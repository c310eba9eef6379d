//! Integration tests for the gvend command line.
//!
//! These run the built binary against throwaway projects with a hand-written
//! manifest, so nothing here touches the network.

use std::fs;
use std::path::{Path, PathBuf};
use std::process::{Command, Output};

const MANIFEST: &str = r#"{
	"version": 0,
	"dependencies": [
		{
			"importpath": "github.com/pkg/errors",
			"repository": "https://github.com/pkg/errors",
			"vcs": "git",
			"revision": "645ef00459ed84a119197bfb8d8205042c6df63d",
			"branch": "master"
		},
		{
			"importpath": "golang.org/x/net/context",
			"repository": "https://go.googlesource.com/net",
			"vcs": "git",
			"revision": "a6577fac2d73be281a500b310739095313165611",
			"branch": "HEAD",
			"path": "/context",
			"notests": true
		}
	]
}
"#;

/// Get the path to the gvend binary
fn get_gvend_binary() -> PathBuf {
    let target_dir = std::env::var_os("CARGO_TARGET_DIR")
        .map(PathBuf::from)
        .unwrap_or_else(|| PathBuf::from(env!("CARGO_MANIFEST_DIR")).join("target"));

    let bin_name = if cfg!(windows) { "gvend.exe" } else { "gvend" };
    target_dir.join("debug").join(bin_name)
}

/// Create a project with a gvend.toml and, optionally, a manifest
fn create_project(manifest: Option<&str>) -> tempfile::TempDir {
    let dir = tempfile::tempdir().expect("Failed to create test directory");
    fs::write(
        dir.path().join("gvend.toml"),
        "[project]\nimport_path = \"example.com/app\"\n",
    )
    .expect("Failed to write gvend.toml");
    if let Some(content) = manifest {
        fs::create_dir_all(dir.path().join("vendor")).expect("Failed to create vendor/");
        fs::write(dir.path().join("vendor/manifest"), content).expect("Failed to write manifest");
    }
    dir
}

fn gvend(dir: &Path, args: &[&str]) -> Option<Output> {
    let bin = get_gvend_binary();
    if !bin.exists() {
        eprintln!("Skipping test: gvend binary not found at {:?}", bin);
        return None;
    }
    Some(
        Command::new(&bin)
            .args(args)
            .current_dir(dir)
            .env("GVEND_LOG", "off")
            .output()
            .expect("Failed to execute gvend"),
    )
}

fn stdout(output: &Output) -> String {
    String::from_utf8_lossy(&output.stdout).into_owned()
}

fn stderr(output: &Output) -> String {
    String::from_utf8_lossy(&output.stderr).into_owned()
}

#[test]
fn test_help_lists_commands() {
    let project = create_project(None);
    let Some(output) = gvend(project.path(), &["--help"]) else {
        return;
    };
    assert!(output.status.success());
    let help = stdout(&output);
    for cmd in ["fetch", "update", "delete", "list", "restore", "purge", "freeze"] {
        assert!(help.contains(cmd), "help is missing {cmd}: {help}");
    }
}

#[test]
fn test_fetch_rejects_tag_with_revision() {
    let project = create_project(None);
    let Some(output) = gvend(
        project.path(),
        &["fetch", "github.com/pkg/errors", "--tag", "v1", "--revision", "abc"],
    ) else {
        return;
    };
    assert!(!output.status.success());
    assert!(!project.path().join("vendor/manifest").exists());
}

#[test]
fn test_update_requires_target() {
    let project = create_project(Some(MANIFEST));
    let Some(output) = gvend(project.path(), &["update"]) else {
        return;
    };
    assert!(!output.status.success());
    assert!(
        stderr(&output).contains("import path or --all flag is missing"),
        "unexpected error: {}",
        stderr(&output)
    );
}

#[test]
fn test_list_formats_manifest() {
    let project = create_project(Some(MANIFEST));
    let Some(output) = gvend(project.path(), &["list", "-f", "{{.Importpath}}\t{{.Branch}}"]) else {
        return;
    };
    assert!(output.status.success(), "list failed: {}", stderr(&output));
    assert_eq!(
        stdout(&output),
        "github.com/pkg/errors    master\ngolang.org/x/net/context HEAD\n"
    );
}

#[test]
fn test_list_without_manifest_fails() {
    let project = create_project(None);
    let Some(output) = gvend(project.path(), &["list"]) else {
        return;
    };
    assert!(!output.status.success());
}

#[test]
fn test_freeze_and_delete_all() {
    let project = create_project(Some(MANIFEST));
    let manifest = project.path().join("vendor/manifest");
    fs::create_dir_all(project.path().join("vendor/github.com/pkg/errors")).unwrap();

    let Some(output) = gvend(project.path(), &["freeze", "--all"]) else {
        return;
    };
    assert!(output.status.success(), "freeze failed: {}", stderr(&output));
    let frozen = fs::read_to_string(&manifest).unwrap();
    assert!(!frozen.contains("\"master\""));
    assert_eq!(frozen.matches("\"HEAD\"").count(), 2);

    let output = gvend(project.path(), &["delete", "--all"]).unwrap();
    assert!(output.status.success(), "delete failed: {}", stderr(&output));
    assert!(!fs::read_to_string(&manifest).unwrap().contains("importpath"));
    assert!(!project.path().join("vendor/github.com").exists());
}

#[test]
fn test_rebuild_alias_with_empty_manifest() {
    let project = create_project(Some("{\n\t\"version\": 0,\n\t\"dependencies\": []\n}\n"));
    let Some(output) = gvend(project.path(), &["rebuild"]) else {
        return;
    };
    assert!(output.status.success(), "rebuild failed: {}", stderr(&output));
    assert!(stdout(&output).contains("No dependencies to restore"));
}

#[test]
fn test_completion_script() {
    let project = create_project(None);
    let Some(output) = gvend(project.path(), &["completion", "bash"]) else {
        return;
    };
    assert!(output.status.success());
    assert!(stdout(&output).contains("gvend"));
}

• Aim of the task:
Extract the full set of entries word for word.

• Answer space:
repository c310eba9eef6379d
//! Integration tests for the gvend command line.
//!
//! These run the built binary against throwaway projects with a hand-written
//! manifest, so nothing here touches the network.

use std::fs;
use std::path::{Path, PathBuf};
use std::process::{Command, Output};

const MANIFEST: &str = r#"{
	"version": 0,
	"dependencies": [
		{
			"importpath": "github.com/pkg/errors",
			"repository": "https://github.com/pkg/errors",
			"vcs": "git",
			"revision": "645ef00459ed84a119197bfb8d8205042c6df63d",
			"branch": "master"
		},
		{
			"importpath": "golang.org/x/net/context",
			"repository": "https://go.googlesource.com/net",
			"vcs": "git",
			"revision": "a6577fac2d73be281a500b310739095313165611",
			"branch": "HEAD",
			"path": "/context",
			"notests": true
		}
	]
}
"#;

/// Get the path to the gvend binary
fn get_gvend_binary() -> PathBuf {
    let target_dir = std::env::var_os("CARGO_TARGET_DIR")
        .map(PathBuf::from)
        .unwrap_or_else(|| PathBuf::from(env!("CARGO_MANIFEST_DIR")).join("target"));

    let bin_name = if cfg!(windows) { "gvend.exe" } else { "gvend" };
    target_dir.join("debug").join(bin_name)
}

/// Create a project with a gvend.toml and, optionally, a manifest
fn create_project(manifest: Option<&str>) -> tempfile::TempDir {
    let dir = tempfile::tempdir().expect("Failed to create test directory");
    fs::write(
        dir.path().join("gvend.toml"),
        "[project]\nimport_path = \"example.com/app\"\n",
    )
    .expect("Failed to write gvend.toml");
    if let Some(content) = manifest {
        fs::create_dir_all(dir.path().join("vendor")).expect("Failed to create vendor/");
        fs::write(dir.path().join("vendor/manifest"), content).expect("Failed to write manifest");
    }
    dir
}

fn gvend(dir: &Path, args: &[&str]) -> Option<Output> {
    let bin = get_gvend_binary();
    if !bin.exists() {
        eprintln!("Skipping test: gvend binary not found at {:?}", bin);
        return None;
    }
    Some(
        Command::new(&bin)
            .args(args)
            .current_dir(dir)
            .env("GVEND_LOG", "off")
            .output()
            .expect("Failed to execute gvend"),
    )
}

fn stdout(output: &Output) -> String {
    String::from_utf8_lossy(&output.stdout).into_owned()
}

fn stderr(output: &Output) -> String {
    String::from_utf8_lossy(&output.stderr).into_owned()
}

#[test]
fn test_help_lists_commands() {
    let project = create_project(None);
    let Some(output) = gvend(project.path(), &["--help"]) else {
        return;
    };
    assert!(output.status.success());
    let help = stdout(&output);
    for cmd in ["fetch", "update", "delete", "list", "restore", "purge", "freeze"] {
        assert!(help.contains(cmd), "help is missing {cmd}: {help}");
    }
}

#[test]
fn test_fetch_rejects_tag_with_revision() {
    let project = create_project(None);
    let Some(output) = gvend(
        project.path(),
        &["fetch", "github.com/pkg/errors", "--tag", "v1", "--revision", "abc"],
    ) else {
        return;
    };
    assert!(!output.status.success());
    assert!(!project.path().join("vendor/manifest").exists());
}

#[test]
fn test_update_requires_target() {
    let project = create_project(Some(MANIFEST));
    let Some(output) = gvend(project.path(), &["update"]) else {
        return;
    };
    assert!(!output.status.success());
    assert!(
        stderr(&output).contains("import path or --all flag is missing"),
        "unexpected error: {}",
        stderr(&output)
    );
}

#[test]
fn test_list_formats_manifest() {
    let project = create_project(Some(MANIFEST));
    let Some(output) = gvend(project.path(), &["list", "-f", "{{.Importpath}}\t{{.Branch}}"]) else {
        return;
    };
    assert!(output.status.success(), "list failed: {}", stderr(&output));
    assert_eq!(
        stdout(&output),
        "github.com/pkg/errors    master\ngolang.org/x/net/context HEAD\n"
    );
}

#[test]
fn test_list_without_manifest_fails() {
    let project = create_project(None);
    let Some(output) = gvend(project.path(), &["list"]) else {
        return;
    };
    assert!(!output.status.success());
}

#[test]
fn test_freeze_and_delete_all() {
    let project = create_project(Some(MANIFEST));
    let manifest = project.path().join("vendor/manifest");
    fs::create_dir_all(project.path().join("vendor/github.com/pkg/errors")).unwrap();

    let Some(output) = gvend(project.path(), &["freeze", "--all"]) else {
        return;
    };
    assert!(output.status.success(), "freeze failed: {}", stderr(&output));
    let frozen = fs::read_to_string(&manifest).unwrap();
    assert!(!frozen.contains("\"master\""));
    assert_eq!(frozen.matches("\"HEAD\"").count(), 2);

    let output = gvend(project.path(), &["delete", "--all"]).unwrap();
    assert!(output.status.success(), "delete failed: {}", stderr(&output));
    assert!(!fs::read_to_string(&manifest).unwrap().contains("importpath"));
    assert!(!project.path().join("vendor/github.com").exists());
}

#[test]
fn test_rebuild_alias_with_empty_manifest() {
    let project = create_project(Some("{\n\t\"version\": 0,\n\t\"dependencies\": []\n}\n"));
    let Some(output) = gvend(project.path(), &["rebuild"]) else {
        return;
    };
    assert!(output.status.success(), "rebuild failed: {}", stderr(&output));
    assert!(stdout(&output).contains("No dependencies to restore"));
}

#[test]
fn test_completion_script() {
    let project = create_project(None);
    let Some(output) = gvend(project.path(), &["completion", "bash"]) else {
        return;
    };
    assert!(output.status.success());
    assert!(stdout(&output).contains("gvend"));
}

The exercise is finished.